Diagnoses of uveitis included Behçet disease (2 eyes), idiopathic panuveítis (6 eyes), multifocal choroiditis with panuveítis (2 eyes), ocular sarcoidosis (2 eyes), multiple sclerosis associated intermediate uveitis (3 eyes) and ocular tuberculosis (2 eyes). Best corrected visual acuity improved in all patients. Average improvement was 3,3 ± 2,5 Snellen acuity lines (range, 1 to 8 lines). Eight eyes (50%) attained final VA better than or equal to 20/40. Postoperative CME was detected in 2 eyes (12%) and recurrence of uveitis in 2 eyes (12%). There were no complications related to periocular steroid injections.

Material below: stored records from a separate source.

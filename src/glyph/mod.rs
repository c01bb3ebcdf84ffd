//! Simplified geometric letterforms.
//!
//! [`outline_for`] maps one character and its layout box to a closed outline description built
//! from rectangles, straight strokes and quadratic-curve bands. Letters A-Z and a-z and the
//! punctuation marks `. , ! ?` have dedicated shapes; space is empty and anything else becomes a
//! solid block. The mapping is pure: identical inputs always give identical text.

mod lower;
mod pen;
mod punct;
mod upper;

use pen::Pen;

/// Stroke width as a fraction of the advance width.
pub const STROKE_RATIO: f64 = 0.15;
/// Lowercase body height as a fraction of the cap height.
pub const X_HEIGHT_RATIO: f64 = 0.7;
/// Width of the fallback block as a fraction of the advance width.
pub const FALLBACK_WIDTH_RATIO: f64 = 0.8;

/// Placement of one character.
#[derive(Clone, Copy, Debug, PartialEq)]
pub struct GlyphBox {
    /// Left edge of the advance.
    pub x: f64,
    /// Baseline.
    pub y: f64,
    /// Advance width.
    pub width: f64,
    /// Cap height.
    pub height: f64,
}

impl GlyphBox {
    pub fn new(x: f64, y: f64, width: f64, height: f64) -> Self {
        Self {
            x,
            y,
            width,
            height,
        }
    }
}

/// Derived drawing guides shared by every glyph function.
#[derive(Clone, Copy, Debug)]
pub(crate) struct Guides {
    /// Left and right edges of the ink, inset from the advance.
    pub(crate) l: f64,
    pub(crate) r: f64,
    pub(crate) w: f64,
    pub(crate) cx: f64,
    /// Top of the body (cap height for capitals, x-height for lowercase).
    pub(crate) t: f64,
    /// Baseline.
    pub(crate) b: f64,
    pub(crate) h: f64,
    pub(crate) my: f64,
    /// Cap line, reached by lowercase ascenders.
    pub(crate) cap: f64,
    /// Lowest point of lowercase descenders.
    pub(crate) desc: f64,
    pub(crate) sw: f64,
}

impl Guides {
    fn new(bx: GlyphBox, body_height: f64) -> Self {
        let sw = bx.width * STROKE_RATIO;
        let l = bx.x + bx.width * 0.1;
        let r = bx.x + bx.width * 0.9;
        let b = bx.y;
        let t = b - body_height;
        Self {
            l,
            r,
            w: r - l,
            cx: (l + r) / 2.0,
            t,
            b,
            h: body_height,
            my: (t + b) / 2.0,
            cap: b - bx.height,
            desc: b + sw * 1.2,
            sw,
        }
    }
}

type GlyphFn = fn(&mut Pen, &Guides);

/// Shape function for a character, if it has a dedicated glyph.
fn lookup(ch: char) -> Option<GlyphFn> {
    upper::lookup(ch)
        .or_else(|| lower::lookup(ch))
        .or_else(|| punct::lookup(ch))
}

/// `true` when `ch` has a dedicated shape rather than the fallback block.
pub fn has_glyph(ch: char) -> bool {
    lookup(ch).is_some()
}

/// Outline description for one character placed in `bx`.
///
/// Space yields an empty string. Characters without a dedicated shape yield a block 80% of the
/// advance wide, cap-height tall when the character is its own uppercase form and x-height tall
/// otherwise.
pub fn outline_for(ch: char, bx: GlyphBox) -> String {
    if ch == ' ' {
        return String::new();
    }
    let mut pen = Pen::new(bx.width * STROKE_RATIO);
    match lookup(ch) {
        Some(draw) => {
            let body = if ch.is_lowercase() {
                bx.height * X_HEIGHT_RATIO
            } else {
                bx.height
            };
            draw(&mut pen, &Guides::new(bx, body));
        }
        None => fallback(&mut pen, ch, bx),
    }
    let d = pen.finish();
    if d.is_empty() {
        // Degenerate boxes can collapse every curve; keep the shape visible.
        let mut pen = Pen::new(0.0);
        fallback(&mut pen, ch, bx);
        return pen.finish();
    }
    d
}

fn fallback(pen: &mut Pen, ch: char, bx: GlyphBox) {
    let h = if is_own_uppercase(ch) {
        bx.height
    } else {
        bx.height * X_HEIGHT_RATIO
    };
    pen.rect(
        bx.x,
        bx.y - h,
        bx.x + bx.width * FALLBACK_WIDTH_RATIO,
        bx.y,
    );
}

fn is_own_uppercase(ch: char) -> bool {
    ch.to_uppercase().eq(std::iter::once(ch))
}

#[cfg(test)]
#[path = "../../tests/unit/glyph.rs"]
mod tests;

Preoperative peribulbar steroid prophylaxis and phacoemulsification with posterior IOL implantation was safe and effective in patients with severe uveitis. The incidences of recurrence of uveitis and postoperative CME in these severe forms of uveitis were lower or similar than those reported previously and this form of prophylaxis could be of special value in the prevention of CME development or worsening.